▶ **Try it**:
The required output is every record, reproduced exactly.

++++++++++++++++++++

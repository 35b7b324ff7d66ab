//! Walk through the snap modes on an arc and a circle.

use figgeom::{
    Arc, ArcKind, Config, Document, Ellipse, Feedback, Point, Polyline, SnapMode, SnapRequest,
    SnapSession,
};

struct Console;

impl Feedback for Console {
    fn put_msg(&mut self, msg: &str) {
        println!("{msg}");
    }

    fn beep(&mut self) {
        println!("*beep*");
    }
}

fn main() {
    tracing_subscriber::fmt()
        .with_env_filter(tracing_subscriber::EnvFilter::from_default_env())
        .with_writer(std::io::stderr)
        .init();

    let p = Point::new;
    let mut doc = Document::new();
    let arc = doc.insert(
        Arc::new(ArcKind::Open, [p(100, 0), p(0, -100), p(-100, 0)]).expect("three points"),
    );
    let circle = doc.insert(Ellipse::circle(p(300, 0), 50).expect("positive radius"));
    let chord = doc.insert(Polyline::line(vec![p(200, 20), p(400, 20)]).expect("two points"));

    let cfg = Config::default();
    let mut console = Console;
    let cursor = p(60, -90);
    let anchor = p(200, -50);

    for mode in [
        SnapMode::Endpoint,
        SnapMode::Midpoint,
        SnapMode::Nearest,
        SnapMode::Focus,
        SnapMode::Tangent,
        SnapMode::Normal,
        SnapMode::Diameter,
    ] {
        let mut session = SnapSession::new(mode);
        let mut req = SnapRequest::new(arc, cursor);
        if mode.is_anchored() {
            req = req.with_anchor(anchor);
        }
        // failures have already been reported on the console
        let _ = session.pick(&doc, &req, &cfg, &mut console);
    }

    let mut session = SnapSession::new(SnapMode::Intersect);
    let _ = session.pick(&doc, &SnapRequest::new(circle, p(300, 50)), &cfg, &mut console);
    let _ = session.pick(&doc, &SnapRequest::new(chord, p(260, 20)), &cfg, &mut console);
}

++++++++++++++++++++

▶ **Expected output**:
repository 35b7b324ff7d66ab
//! Walk through the snap modes on an arc and a circle.

use figgeom::{
    Arc, ArcKind, Config, Document, Ellipse, Feedback, Point, Polyline, SnapMode, SnapRequest,
    SnapSession,
};

struct Console;

impl Feedback for Console {
    fn put_msg(&mut self, msg: &str) {
        println!("{msg}");
    }

    fn beep(&mut self) {
        println!("*beep*");
    }
}

fn main() {
    tracing_subscriber::fmt()
        .with_env_filter(tracing_subscriber::EnvFilter::from_default_env())
        .with_writer(std::io::stderr)
        .init();

    let p = Point::new;
    let mut doc = Document::new();
    let arc = doc.insert(
        Arc::new(ArcKind::Open, [p(100, 0), p(0, -100), p(-100, 0)]).expect("three points"),
    );
    let circle = doc.insert(Ellipse::circle(p(300, 0), 50).expect("positive radius"));
    let chord = doc.insert(Polyline::line(vec![p(200, 20), p(400, 20)]).expect("two points"));

    let cfg = Config::default();
    let mut console = Console;
    let cursor = p(60, -90);
    let anchor = p(200, -50);

    for mode in [
        SnapMode::Endpoint,
        SnapMode::Midpoint,
        SnapMode::Nearest,
        SnapMode::Focus,
        SnapMode::Tangent,
        SnapMode::Normal,
        SnapMode::Diameter,
    ] {
        let mut session = SnapSession::new(mode);
        let mut req = SnapRequest::new(arc, cursor);
        if mode.is_anchored() {
            req = req.with_anchor(anchor);
        }
        // failures have already been reported on the console
        let _ = session.pick(&doc, &req, &cfg, &mut console);
    }

    let mut session = SnapSession::new(SnapMode::Intersect);
    let _ = session.pick(&doc, &SnapRequest::new(circle, p(300, 50)), &cfg, &mut console);
    let _ = session.pick(&doc, &SnapRequest::new(chord, p(260, 20)), &cfg, &mut console);
}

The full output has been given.